(Dataset entries)

========================================

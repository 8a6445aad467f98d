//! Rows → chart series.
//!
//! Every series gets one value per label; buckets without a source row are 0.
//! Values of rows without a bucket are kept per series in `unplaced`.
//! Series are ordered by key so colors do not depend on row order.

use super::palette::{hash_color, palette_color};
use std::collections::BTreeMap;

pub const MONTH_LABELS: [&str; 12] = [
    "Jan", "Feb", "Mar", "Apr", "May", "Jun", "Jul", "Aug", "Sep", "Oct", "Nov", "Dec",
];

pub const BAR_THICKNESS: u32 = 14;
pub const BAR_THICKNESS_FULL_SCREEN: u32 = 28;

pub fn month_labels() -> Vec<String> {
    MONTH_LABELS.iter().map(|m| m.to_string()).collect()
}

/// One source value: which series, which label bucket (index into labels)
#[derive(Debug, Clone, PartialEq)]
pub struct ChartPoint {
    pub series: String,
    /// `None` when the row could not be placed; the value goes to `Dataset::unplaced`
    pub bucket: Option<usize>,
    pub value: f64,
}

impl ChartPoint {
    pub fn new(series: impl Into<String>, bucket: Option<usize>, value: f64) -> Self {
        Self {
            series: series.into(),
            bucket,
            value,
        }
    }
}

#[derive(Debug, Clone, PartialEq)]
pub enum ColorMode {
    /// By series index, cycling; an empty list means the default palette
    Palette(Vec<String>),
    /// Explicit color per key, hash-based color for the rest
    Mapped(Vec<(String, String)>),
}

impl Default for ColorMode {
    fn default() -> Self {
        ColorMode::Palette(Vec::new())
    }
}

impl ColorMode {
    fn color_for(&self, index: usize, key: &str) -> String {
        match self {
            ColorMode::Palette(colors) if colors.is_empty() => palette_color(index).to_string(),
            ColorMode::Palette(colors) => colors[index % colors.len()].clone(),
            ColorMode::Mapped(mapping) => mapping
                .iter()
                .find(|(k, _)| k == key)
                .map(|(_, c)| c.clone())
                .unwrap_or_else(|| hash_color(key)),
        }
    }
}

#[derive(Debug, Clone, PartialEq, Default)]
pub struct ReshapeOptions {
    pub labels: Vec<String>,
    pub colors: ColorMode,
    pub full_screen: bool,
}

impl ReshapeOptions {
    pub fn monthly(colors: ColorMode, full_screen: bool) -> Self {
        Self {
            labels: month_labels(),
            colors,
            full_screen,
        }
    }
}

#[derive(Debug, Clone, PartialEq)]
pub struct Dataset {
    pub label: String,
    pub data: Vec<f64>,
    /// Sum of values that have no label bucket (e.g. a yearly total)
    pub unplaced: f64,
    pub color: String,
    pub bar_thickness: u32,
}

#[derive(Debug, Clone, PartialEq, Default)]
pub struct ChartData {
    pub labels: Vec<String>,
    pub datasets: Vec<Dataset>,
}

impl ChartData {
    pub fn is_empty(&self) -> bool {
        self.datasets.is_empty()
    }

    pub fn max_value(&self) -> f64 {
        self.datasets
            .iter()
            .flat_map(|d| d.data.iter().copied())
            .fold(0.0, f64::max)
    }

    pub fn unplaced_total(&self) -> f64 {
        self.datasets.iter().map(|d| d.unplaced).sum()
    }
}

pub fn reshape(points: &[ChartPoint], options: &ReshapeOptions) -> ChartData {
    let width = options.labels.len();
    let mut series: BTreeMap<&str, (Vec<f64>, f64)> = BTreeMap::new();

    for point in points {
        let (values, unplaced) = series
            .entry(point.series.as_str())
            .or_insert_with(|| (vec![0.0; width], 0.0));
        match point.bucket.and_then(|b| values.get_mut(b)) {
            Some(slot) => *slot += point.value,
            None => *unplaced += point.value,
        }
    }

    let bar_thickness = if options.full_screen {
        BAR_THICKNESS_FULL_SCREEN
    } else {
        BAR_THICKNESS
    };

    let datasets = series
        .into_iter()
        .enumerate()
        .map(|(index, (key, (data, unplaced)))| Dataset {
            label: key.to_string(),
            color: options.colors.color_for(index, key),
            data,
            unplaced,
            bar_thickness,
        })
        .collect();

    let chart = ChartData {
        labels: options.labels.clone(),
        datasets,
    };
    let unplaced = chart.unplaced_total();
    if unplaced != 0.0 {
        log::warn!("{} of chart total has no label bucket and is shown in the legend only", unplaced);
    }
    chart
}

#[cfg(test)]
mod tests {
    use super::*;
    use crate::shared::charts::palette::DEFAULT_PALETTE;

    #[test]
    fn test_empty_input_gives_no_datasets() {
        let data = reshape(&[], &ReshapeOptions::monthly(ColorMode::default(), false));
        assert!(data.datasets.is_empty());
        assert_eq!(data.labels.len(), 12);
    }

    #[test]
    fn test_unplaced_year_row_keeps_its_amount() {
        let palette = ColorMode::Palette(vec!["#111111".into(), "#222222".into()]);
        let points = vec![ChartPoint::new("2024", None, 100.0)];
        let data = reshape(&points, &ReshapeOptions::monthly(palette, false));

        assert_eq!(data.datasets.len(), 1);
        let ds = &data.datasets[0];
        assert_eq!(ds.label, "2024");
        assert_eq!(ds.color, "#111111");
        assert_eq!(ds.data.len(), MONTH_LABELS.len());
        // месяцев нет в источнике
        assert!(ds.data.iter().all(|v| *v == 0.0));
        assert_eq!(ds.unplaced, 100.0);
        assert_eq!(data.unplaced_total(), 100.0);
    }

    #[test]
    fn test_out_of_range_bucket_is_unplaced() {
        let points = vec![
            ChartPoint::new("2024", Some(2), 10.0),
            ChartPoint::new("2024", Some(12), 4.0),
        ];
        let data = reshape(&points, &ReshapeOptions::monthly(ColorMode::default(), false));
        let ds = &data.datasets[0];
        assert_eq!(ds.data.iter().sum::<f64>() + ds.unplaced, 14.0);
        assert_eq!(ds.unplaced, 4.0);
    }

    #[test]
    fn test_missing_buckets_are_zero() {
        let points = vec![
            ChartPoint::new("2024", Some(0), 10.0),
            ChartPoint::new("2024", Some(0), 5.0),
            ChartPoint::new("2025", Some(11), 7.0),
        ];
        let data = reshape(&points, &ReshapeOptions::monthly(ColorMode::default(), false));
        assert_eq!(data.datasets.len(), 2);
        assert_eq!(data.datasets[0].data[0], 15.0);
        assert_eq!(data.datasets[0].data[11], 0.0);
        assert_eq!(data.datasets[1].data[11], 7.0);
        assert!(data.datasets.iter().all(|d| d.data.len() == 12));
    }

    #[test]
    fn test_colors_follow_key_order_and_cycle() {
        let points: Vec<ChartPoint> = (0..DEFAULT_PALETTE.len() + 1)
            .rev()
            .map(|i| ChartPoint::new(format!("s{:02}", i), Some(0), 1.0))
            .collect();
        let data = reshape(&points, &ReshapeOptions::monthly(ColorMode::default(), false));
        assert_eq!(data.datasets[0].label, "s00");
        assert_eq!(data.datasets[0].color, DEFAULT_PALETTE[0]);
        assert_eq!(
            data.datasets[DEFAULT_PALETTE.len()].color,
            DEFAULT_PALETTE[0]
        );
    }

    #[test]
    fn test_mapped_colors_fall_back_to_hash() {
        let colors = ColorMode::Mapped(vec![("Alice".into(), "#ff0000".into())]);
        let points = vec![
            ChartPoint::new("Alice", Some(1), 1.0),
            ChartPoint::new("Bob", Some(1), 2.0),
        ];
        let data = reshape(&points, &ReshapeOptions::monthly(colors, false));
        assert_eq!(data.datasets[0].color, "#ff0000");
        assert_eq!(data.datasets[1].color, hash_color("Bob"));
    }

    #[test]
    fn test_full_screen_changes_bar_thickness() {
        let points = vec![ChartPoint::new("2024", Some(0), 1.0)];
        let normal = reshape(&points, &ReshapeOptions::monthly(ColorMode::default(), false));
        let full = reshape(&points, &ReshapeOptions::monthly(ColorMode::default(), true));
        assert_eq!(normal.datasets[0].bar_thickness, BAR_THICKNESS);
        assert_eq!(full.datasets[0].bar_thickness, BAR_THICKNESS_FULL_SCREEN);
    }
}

========================================

• _Exercise brief_:
I'd like an exact copy of the lines above, from the very first one through the line that contains "on row order.", with nothing else added.

• _Exercise output_:
repository 8a6445aad467f98d
//! Rows → chart series.
//!
//! Every series gets one value per label; buckets without a source row are 0.
//! Values of rows without a bucket are kept per series in `unplaced`.
//! Series are ordered by key so colors do not depend on row order.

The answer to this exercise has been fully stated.